Information given:
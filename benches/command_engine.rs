use criterion::{black_box, criterion_group, criterion_main, Criterion};
use redoubt::{Command, CommandCache, CommandEngine};
use std::sync::Arc;

#[derive(Debug, Clone)]
struct BenchError;

impl std::fmt::Display for BenchError {
    fn fmt(&self, f: &mut std::fmt::Formatter<'_>) -> std::fmt::Result {
        write!(f, "BenchError")
    }
}

impl std::error::Error for BenchError {}

fn echo_command(name: &str) -> Command<u64, BenchError> {
    Command::builder()
        .name(name)
        .uri("http://bench.example.com")
        .max_attempts(1)
        .callback(|_ctx, _base| async { Ok(black_box(42u64)) })
        .build()
        .expect("valid descriptor")
}

fn engine_happy_path(c: &mut Criterion) {
    let rt = tokio::runtime::Runtime::new().unwrap();
    let engine = CommandEngine::new();
    let command = echo_command("HappyPath");

    c.bench_function("engine_execute_success", |b| {
        b.to_async(&rt).iter(|| {
            let engine = engine.clone();
            let command = command.clone();
            async move { engine.execute(&command).await.unwrap() }
        })
    });
}

fn engine_cache_hit(c: &mut Criterion) {
    let rt = tokio::runtime::Runtime::new().unwrap();
    let engine = CommandEngine::new();
    let cache = Arc::new(CommandCache::<u64>::in_memory("bench"));
    let command = Command::builder()
        .name("CacheHit")
        .uri("http://bench.example.com")
        .cache(cache, "warm")
        .max_attempts(1)
        .callback(|_ctx, _base| async { Ok(black_box(42u64)) })
        .build()
        .expect("valid descriptor");

    // Warm the entry so every iteration is a pure hit.
    rt.block_on(async { engine.execute(&command).await.unwrap() });

    c.bench_function("engine_execute_cache_hit", |b| {
        b.to_async(&rt).iter(|| {
            let engine = engine.clone();
            let command = command.clone();
            async move { engine.execute(&command).await.unwrap() }
        })
    });
}

fn breaker_allow_overhead(c: &mut Criterion) {
    use redoubt::{BreakerPolicy, CircuitBreaker};

    let breaker = CircuitBreaker::new("bench", BreakerPolicy::default());
    c.bench_function("breaker_allow_closed", |b| {
        b.iter(|| {
            let _ = black_box(breaker.allow());
            breaker.record_success();
        })
    });
}

criterion_group!(benches, engine_happy_path, engine_cache_hit, breaker_allow_overhead);
criterion_main!(benches);
//! Property-store binding for the runtime's configuration keys.
//!
//! A [`ConfigSource`] is a flat string key-value view over whatever
//! property store the host process uses. [`ClientConfig`] layers the
//! recognized key table on top: every command-scoped key resolves
//! `<prefix>.client.<key>.<cmd>` before `<prefix>.client.<key>`, and
//! unparsable values degrade to the documented default with a warning
//! rather than failing the submission path.

use crate::breaker::BreakerPolicy;
use crate::bulkhead::IsolationMode;
use crate::cache::CacheConfig;
use crate::command::{ExecutionPolicy, PoolPolicy, RetryPolicy};
use arc_swap::ArcSwap;
use std::collections::HashMap;
use std::fmt;
use std::str::FromStr;
use std::sync::Arc;
use std::time::Duration;

/// Flat string key-value lookups.
pub trait ConfigSource: Send + Sync + fmt::Debug {
    fn get(&self, key: &str) -> Option<String>;
}

/// In-memory source with lock-free snapshot reads; writers swap a fresh
/// map in, so readers never block behind an update.
#[derive(Debug, Default)]
pub struct MapSource {
    values: ArcSwap<HashMap<String, String>>,
}

impl MapSource {
    pub fn new() -> Self {
        Self::default()
    }

    pub fn from_pairs<K, V>(pairs: impl IntoIterator<Item = (K, V)>) -> Self
    where
        K: Into<String>,
        V: Into<String>,
    {
        let map: HashMap<String, String> =
            pairs.into_iter().map(|(k, v)| (k.into(), v.into())).collect();
        Self { values: ArcSwap::from_pointee(map) }
    }

    /// Set one key, publishing a fresh snapshot.
    pub fn set(&self, key: impl Into<String>, value: impl Into<String>) {
        let mut next = HashMap::clone(&self.values.load());
        next.insert(key.into(), value.into());
        self.values.store(Arc::new(next));
    }

    /// Remove one key, publishing a fresh snapshot.
    pub fn remove(&self, key: &str) {
        let mut next = HashMap::clone(&self.values.load());
        next.remove(key);
        self.values.store(Arc::new(next));
    }
}

impl ConfigSource for MapSource {
    fn get(&self, key: &str) -> Option<String> {
        self.values.load().get(key).cloned()
    }
}

/// Which built-in backend a configured cache uses.
#[derive(Debug, Clone, Copy, PartialEq, Eq)]
pub enum CacheBackendKind {
    /// Unbounded in-memory hash map.
    Memory,
    /// Size-bounded with TTL and recency eviction.
    Bounded,
    /// Adapter over an external cache server.
    External,
}

impl FromStr for CacheBackendKind {
    type Err = String;

    fn from_str(s: &str) -> Result<Self, Self::Err> {
        match s.trim().to_ascii_lowercase().as_str() {
            "memory" => Ok(Self::Memory),
            "bounded" => Ok(Self::Bounded),
            "external" => Ok(Self::External),
            other => Err(format!("unknown cache backend '{other}'")),
        }
    }
}

/// Resolved settings for one named cache.
#[derive(Debug, Clone)]
pub struct CacheSettings {
    pub enabled: bool,
    pub kind: CacheBackendKind,
    pub options: HashMap<String, String>,
}

impl CacheSettings {
    /// Project the settings into a [`CacheConfig`].
    ///
    /// Recognized option keys: `maxSize`, `ttlMs`, `putEnabled`,
    /// `externalName`.
    pub fn cache_config(&self) -> CacheConfig {
        let mut config = match self.kind {
            CacheBackendKind::External => CacheConfig::external(
                self.options.get("externalName").cloned().unwrap_or_default(),
            ),
            _ => CacheConfig::new(),
        };
        config.enabled = self.enabled;
        if let Some(put_enabled) = self.options.get("putEnabled").and_then(|v| v.parse().ok()) {
            config.put_enabled = put_enabled;
        }
        if let Some(max_size) = self.options.get("maxSize").and_then(|v| v.parse().ok()) {
            config.max_size = Some(max_size);
        }
        if let Some(ttl_ms) = self.options.get("ttlMs").and_then(|v| v.parse().ok()) {
            config.ttl = Some(Duration::from_millis(ttl_ms));
        }
        config
    }
}

/// The four policies a command derives from configuration.
#[derive(Debug, Clone)]
pub struct CommandPolicies {
    pub execution: ExecutionPolicy,
    pub breaker: BreakerPolicy,
    pub pool: PoolPolicy,
    pub retry: RetryPolicy,
}

/// Typed view over the recognized `<prefix>.client.*` key table.
#[derive(Debug, Clone)]
pub struct ClientConfig {
    prefix: String,
    source: Arc<dyn ConfigSource>,
}

impl ClientConfig {
    pub fn new(prefix: impl Into<String>, source: Arc<dyn ConfigSource>) -> Self {
        Self { prefix: prefix.into(), source }
    }

    pub fn prefix(&self) -> &str {
        &self.prefix
    }

    fn raw(&self, suffix: &str) -> Option<String> {
        self.source.get(&format!("{}.client.{}", self.prefix, suffix))
    }

    /// Command-scoped lookup: `<key>.<cmd>` wins over `<key>`.
    fn scoped(&self, suffix: &str, command: Option<&str>) -> Option<String> {
        command
            .and_then(|cmd| self.raw(&format!("{suffix}.{cmd}")))
            .or_else(|| self.raw(suffix))
    }

    fn parse_or<V: FromStr>(&self, suffix: &str, raw: Option<String>, default: V) -> V {
        match raw {
            None => default,
            Some(text) => match text.parse() {
                Ok(value) => value,
                Err(_) => {
                    tracing::warn!(
                        key = %format!("{}.client.{}", self.prefix, suffix),
                        value = %text,
                        "unparsable config value, using default"
                    );
                    default
                }
            },
        }
    }

    /// Attempt budget, counting the first try.
    pub fn num_retries(&self, command: Option<&str>) -> usize {
        let raw = self.scoped("numRetries", command);
        let parsed = self.parse_or("numRetries", raw, 3usize);
        if parsed == 0 {
            tracing::warn!("numRetries 0 repaired to 1");
            1
        } else {
            parsed
        }
    }

    /// Connection timeout handed to the transport collaborator.
    pub fn connect_timeout(&self, command: Option<&str>) -> Duration {
        let raw = self.scoped("connectTimeout", command);
        Duration::from_millis(self.parse_or("connectTimeout", raw, 2_000u64))
    }

    /// Per-attempt latency budget.
    pub fn request_timeout(&self, command: Option<&str>) -> Duration {
        let raw = self.scoped("requestTimeout", command);
        Duration::from_millis(self.parse_or("requestTimeout", raw, 8_000u64))
    }

    fn command_opt(&self, command: &str, field: &str) -> Option<String> {
        self.raw(&format!("command.{command}.{field}"))
    }

    fn threadpool_opt(&self, command: &str, field: &str) -> Option<String> {
        self.raw(&format!("threadpool.{command}.{field}"))
    }

    /// Breaker options for one command.
    pub fn breaker_policy(&self, command: &str) -> BreakerPolicy {
        let defaults = BreakerPolicy::default();
        let rolling_window_ms = self.parse_or(
            "command.rollingWindow",
            self.command_opt(command, "rollingWindow"),
            defaults.rolling_window.as_millis() as u64,
        );
        let sleep_window_ms = self.parse_or(
            "command.sleepWindow",
            self.command_opt(command, "sleepWindow"),
            5_000u64,
        );
        BreakerPolicy {
            enabled: self.parse_or(
                "command.circuitBreakerEnabled",
                self.command_opt(command, "circuitBreakerEnabled"),
                defaults.enabled,
            ),
            error_threshold_pct: self.parse_or(
                "command.errorThresholdPercentage",
                self.command_opt(command, "errorThresholdPercentage"),
                defaults.error_threshold_pct,
            ),
            rolling_window: Duration::from_millis(rolling_window_ms),
            bucket_count: self.parse_or(
                "command.rollingWindowBuckets",
                self.command_opt(command, "rollingWindowBuckets"),
                defaults.bucket_count,
            ),
            min_request_volume: self.parse_or(
                "command.requestVolumeThreshold",
                self.command_opt(command, "requestVolumeThreshold"),
                defaults.min_request_volume,
            ),
            sleep_window: Duration::from_millis(sleep_window_ms),
            forced_open: self.parse_or(
                "command.forceOpen",
                self.command_opt(command, "forceOpen"),
                false,
            ),
            forced_closed: self.parse_or(
                "command.forceClosed",
                self.command_opt(command, "forceClosed"),
                false,
            ),
        }
    }

    /// Execution options for one command.
    pub fn execution_policy(&self, command: &str) -> ExecutionPolicy {
        let isolation = match self
            .command_opt(command, "executionIsolationStrategy")
            .as_deref()
            .map(str::trim)
        {
            Some("semaphore") | Some("SEMAPHORE") => IsolationMode::Semaphore,
            Some("thread") | Some("THREAD") | None => IsolationMode::Pool,
            Some(other) => {
                tracing::warn!(value = other, "unknown isolation strategy, using thread");
                IsolationMode::Pool
            }
        };
        let budget = match self.command_opt(command, "timeout") {
            Some(raw) => Duration::from_millis(self.parse_or(
                "command.timeout",
                Some(raw),
                self.request_timeout(Some(command)).as_millis() as u64,
            )),
            None => self.request_timeout(Some(command)),
        };
        ExecutionPolicy {
            request_timeout: budget,
            isolation,
            fallback_enabled: self.parse_or(
                "command.fallbackEnabled",
                self.command_opt(command, "fallbackEnabled"),
                false,
            ),
        }
    }

    /// Pool options for one command.
    pub fn pool_policy(&self, command: &str) -> PoolPolicy {
        let defaults = PoolPolicy::default();
        PoolPolicy {
            core_size: self.parse_or(
                "threadpool.coreSize",
                self.threadpool_opt(command, "coreSize"),
                defaults.core_size,
            ),
            max_queue_size: self.parse_or(
                "threadpool.maxQueueSize",
                self.threadpool_opt(command, "maxQueueSize"),
                defaults.max_queue_size,
            ),
            queue_rejection_threshold: self.parse_or(
                "threadpool.queueSizeRejectionThreshold",
                self.threadpool_opt(command, "queueSizeRejectionThreshold"),
                defaults.queue_rejection_threshold,
            ),
        }
    }

    /// Retry options for one command. Backoff stays at the library default;
    /// the property store only sizes the budget.
    pub fn retry_policy(&self, command: &str) -> RetryPolicy {
        RetryPolicy { max_attempts: self.num_retries(Some(command)), ..RetryPolicy::default() }
    }

    /// All four policies for one command.
    pub fn policies(&self, command: &str) -> CommandPolicies {
        CommandPolicies {
            execution: self.execution_policy(command),
            breaker: self.breaker_policy(command),
            pool: self.pool_policy(command),
            retry: self.retry_policy(command),
        }
    }

    /// Settings for one named cache.
    pub fn cache_settings(&self, name: &str) -> CacheSettings {
        let enabled =
            self.parse_or("cache.enabled", self.raw(&format!("cache.{name}.enabled")), true);
        let kind = match self.raw(&format!("cache.{name}.type")) {
            None => CacheBackendKind::Memory,
            Some(text) => match text.parse() {
                Ok(kind) => kind,
                Err(_) => {
                    tracing::warn!(cache = name, value = %text, "unknown cache type, using memory");
                    CacheBackendKind::Memory
                }
            },
        };
        let options = self
            .raw(&format!("cache.{name}.config"))
            .map(|raw| parse_kv(&raw))
            .unwrap_or_default();
        CacheSettings { enabled, kind, options }
    }

    /// Health-check threshold for the breaker-failure check.
    pub fn health_check_min_failures(&self) -> u64 {
        self.parse_or("healthCheck.minFailures", self.raw("healthCheck.minFailures"), 5u64)
    }

    /// Default media types propagated to the transport collaborator.
    pub fn default_accept_types(&self) -> Vec<String> {
        match self.raw("defaultAcceptTypes") {
            None => vec!["application/json".to_string()],
            Some(raw) => raw
                .split(',')
                .map(str::trim)
                .filter(|s| !s.is_empty())
                .map(str::to_string)
                .collect(),
        }
    }

    /// Verbosity toggle for the HTTP logging collaborator.
    pub fn http_logging_debug(&self) -> bool {
        self.parse_or("httpLoggingDebug", self.raw("httpLoggingDebug"), false)
    }

    /// Verbosity toggle for the response-timing collaborator.
    pub fn response_timing_debug(&self) -> bool {
        self.parse_or("responseTimingDebug", self.raw("responseTimingDebug"), false)
    }
}

/// Parse a `k=v,k=v` option string. Malformed segments are dropped with a
/// warning.
pub fn parse_kv(raw: &str) -> HashMap<String, String> {
    let mut out = HashMap::new();
    for segment in raw.split(',') {
        let segment = segment.trim();
        if segment.is_empty() {
            continue;
        }
        match segment.split_once('=') {
            Some((key, value)) if !key.trim().is_empty() => {
                out.insert(key.trim().to_string(), value.trim().to_string());
            }
            _ => tracing::warn!(segment, "malformed config segment dropped"),
        }
    }
    out
}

Problem details:
Find how many of the lines above have the word "trim" in them. State only that number.

Written response:
6